> _TASK_
Take every line containing "matches" from the material and copy it.

> _SUPPLIED RECORDS_

☆ ☆ ☆ ☆ ☆

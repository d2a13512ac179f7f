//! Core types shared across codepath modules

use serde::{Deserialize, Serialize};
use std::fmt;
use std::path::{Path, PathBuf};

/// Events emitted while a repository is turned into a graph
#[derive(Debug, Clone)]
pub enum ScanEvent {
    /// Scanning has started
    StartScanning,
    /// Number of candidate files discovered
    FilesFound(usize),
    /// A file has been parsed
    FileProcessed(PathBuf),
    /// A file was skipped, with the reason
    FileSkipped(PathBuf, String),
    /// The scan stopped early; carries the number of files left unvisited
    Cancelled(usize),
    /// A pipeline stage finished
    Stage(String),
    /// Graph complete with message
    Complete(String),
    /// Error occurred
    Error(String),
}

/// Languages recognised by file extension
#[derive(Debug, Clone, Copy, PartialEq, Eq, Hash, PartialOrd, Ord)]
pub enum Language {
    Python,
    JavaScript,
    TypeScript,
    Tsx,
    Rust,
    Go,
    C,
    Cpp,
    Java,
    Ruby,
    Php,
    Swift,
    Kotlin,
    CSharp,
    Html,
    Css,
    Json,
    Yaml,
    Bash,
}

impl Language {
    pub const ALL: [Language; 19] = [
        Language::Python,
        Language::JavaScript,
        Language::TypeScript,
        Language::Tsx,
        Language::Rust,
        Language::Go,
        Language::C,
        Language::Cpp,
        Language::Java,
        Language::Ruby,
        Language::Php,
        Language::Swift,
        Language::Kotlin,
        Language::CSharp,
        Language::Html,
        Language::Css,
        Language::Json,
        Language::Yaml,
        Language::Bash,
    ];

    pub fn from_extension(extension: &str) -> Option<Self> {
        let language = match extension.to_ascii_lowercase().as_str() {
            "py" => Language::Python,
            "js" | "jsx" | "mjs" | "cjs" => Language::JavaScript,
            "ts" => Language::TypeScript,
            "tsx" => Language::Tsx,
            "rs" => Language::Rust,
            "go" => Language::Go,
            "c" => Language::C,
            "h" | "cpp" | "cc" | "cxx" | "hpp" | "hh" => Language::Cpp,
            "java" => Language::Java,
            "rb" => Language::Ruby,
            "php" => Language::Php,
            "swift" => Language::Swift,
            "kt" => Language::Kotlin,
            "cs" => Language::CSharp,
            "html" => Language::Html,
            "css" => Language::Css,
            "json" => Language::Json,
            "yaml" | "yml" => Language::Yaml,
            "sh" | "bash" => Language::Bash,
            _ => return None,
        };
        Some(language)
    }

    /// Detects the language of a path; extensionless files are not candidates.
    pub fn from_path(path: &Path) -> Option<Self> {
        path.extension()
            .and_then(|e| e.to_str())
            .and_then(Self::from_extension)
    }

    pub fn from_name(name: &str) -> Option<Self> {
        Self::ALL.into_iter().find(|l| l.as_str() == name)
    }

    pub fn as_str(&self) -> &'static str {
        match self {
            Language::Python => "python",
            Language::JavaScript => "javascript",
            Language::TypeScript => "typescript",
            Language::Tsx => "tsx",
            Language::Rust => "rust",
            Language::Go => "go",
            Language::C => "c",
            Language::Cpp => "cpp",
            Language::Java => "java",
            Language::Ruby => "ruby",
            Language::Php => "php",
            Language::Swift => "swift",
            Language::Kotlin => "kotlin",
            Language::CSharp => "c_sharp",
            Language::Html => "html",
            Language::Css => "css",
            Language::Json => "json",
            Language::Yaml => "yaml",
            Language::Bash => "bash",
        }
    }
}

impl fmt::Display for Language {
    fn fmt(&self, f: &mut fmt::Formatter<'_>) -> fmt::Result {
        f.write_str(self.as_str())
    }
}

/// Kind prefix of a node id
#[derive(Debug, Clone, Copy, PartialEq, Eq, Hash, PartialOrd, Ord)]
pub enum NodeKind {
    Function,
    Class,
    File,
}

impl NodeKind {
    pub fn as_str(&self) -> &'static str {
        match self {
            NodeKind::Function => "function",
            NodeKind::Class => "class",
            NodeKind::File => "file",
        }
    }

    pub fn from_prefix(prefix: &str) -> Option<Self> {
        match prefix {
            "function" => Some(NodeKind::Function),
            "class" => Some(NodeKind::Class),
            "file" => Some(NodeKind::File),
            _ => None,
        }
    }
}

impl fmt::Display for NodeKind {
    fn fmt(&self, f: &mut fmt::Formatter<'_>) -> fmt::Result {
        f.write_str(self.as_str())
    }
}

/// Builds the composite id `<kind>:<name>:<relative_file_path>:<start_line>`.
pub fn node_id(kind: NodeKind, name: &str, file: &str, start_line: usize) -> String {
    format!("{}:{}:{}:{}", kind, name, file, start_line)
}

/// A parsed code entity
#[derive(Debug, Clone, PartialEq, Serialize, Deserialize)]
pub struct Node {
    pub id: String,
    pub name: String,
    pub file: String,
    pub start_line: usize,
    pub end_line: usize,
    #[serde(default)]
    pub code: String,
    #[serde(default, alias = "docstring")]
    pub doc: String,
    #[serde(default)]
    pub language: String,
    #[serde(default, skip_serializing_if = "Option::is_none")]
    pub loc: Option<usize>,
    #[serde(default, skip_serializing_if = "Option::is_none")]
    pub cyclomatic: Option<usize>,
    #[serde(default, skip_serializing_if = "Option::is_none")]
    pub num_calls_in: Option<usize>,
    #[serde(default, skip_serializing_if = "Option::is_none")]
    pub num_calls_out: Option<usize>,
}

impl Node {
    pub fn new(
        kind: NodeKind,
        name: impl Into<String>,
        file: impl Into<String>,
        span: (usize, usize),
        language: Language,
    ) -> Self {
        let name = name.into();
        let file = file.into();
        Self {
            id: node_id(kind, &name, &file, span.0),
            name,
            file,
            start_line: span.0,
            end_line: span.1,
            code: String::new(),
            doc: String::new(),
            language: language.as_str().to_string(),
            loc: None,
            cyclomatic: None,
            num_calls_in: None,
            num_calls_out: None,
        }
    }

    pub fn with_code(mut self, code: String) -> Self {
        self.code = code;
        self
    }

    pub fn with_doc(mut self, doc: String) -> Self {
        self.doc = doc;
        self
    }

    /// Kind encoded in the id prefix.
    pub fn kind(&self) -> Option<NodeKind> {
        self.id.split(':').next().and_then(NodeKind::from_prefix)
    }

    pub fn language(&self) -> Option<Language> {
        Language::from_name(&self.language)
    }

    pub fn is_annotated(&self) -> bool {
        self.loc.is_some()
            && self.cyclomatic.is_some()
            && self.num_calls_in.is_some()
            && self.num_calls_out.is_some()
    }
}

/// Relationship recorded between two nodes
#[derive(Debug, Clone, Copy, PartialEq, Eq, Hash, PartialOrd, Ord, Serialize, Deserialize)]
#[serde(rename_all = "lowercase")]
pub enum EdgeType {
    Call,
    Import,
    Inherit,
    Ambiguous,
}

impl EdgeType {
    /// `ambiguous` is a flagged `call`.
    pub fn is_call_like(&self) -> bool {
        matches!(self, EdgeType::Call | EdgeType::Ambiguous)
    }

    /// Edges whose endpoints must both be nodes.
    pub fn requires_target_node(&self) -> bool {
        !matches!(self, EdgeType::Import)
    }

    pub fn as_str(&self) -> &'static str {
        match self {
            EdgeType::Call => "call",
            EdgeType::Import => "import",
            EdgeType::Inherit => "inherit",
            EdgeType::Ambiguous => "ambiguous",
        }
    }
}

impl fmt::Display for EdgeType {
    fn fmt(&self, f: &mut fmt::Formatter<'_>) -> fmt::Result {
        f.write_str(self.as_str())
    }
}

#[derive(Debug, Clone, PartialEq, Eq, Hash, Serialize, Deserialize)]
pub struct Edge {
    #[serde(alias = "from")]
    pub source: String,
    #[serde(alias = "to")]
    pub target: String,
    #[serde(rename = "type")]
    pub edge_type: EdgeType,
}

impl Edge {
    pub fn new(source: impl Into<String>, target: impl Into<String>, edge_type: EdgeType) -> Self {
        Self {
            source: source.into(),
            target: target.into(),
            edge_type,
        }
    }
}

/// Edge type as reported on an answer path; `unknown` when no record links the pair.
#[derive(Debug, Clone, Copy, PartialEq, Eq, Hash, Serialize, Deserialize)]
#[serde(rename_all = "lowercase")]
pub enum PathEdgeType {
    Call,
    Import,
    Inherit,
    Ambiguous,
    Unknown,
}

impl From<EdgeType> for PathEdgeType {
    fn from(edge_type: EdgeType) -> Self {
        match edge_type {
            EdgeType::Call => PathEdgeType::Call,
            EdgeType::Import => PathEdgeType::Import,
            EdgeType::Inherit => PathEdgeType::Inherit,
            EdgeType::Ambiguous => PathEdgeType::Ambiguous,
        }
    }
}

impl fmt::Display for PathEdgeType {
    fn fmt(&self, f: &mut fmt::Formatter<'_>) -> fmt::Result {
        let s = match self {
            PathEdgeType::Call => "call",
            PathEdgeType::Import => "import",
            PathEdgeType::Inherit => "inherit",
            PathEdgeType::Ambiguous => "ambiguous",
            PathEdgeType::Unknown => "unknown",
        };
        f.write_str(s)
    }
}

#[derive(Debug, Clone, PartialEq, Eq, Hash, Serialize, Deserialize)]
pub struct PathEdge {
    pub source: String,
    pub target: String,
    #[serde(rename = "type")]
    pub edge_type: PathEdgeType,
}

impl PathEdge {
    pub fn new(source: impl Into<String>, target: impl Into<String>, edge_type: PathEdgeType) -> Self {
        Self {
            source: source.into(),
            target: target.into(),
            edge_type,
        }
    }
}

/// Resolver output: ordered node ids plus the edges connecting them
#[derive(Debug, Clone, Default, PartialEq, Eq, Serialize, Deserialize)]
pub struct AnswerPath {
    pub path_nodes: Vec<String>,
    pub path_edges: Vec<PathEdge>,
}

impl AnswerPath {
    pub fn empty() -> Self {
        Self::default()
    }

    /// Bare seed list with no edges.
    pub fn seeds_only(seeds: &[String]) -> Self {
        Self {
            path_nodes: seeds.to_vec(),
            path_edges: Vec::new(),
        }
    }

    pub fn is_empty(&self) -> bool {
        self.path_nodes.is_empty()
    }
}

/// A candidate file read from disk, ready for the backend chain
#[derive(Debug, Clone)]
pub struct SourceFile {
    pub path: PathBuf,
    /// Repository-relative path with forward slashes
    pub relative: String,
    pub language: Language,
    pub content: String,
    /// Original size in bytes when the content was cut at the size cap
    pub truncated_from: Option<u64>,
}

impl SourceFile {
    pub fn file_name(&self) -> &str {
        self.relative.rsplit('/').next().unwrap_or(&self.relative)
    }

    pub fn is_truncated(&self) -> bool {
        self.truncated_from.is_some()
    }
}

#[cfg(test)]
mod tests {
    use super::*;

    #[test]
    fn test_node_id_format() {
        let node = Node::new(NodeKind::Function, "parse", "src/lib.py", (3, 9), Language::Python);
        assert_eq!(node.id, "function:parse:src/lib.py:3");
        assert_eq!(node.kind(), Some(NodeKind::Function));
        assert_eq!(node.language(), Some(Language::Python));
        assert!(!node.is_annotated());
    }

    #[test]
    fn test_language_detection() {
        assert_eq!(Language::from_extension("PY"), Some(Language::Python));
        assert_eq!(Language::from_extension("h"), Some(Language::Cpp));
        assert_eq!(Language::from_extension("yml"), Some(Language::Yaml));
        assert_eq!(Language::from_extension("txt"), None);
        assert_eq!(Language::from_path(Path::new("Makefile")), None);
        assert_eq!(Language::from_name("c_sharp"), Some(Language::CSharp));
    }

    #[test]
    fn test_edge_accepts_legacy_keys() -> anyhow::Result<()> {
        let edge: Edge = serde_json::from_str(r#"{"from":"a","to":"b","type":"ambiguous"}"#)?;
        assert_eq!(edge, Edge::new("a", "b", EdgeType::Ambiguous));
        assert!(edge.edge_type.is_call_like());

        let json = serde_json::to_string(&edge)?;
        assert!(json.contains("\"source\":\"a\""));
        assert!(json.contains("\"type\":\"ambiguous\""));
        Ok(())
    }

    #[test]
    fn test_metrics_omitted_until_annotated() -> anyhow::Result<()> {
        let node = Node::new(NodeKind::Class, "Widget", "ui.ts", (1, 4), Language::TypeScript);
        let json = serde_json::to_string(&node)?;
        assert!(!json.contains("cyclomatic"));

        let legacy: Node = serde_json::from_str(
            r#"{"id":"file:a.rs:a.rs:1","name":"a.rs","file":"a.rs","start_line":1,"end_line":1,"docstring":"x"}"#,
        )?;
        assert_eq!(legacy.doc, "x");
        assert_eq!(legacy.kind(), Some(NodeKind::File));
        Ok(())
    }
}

☆ ☆ ☆ ☆ ☆

> _FINAL ANSWER_
        matches!(self, EdgeType::Call | EdgeType::Ambiguous)
        !matches!(self, EdgeType::Import)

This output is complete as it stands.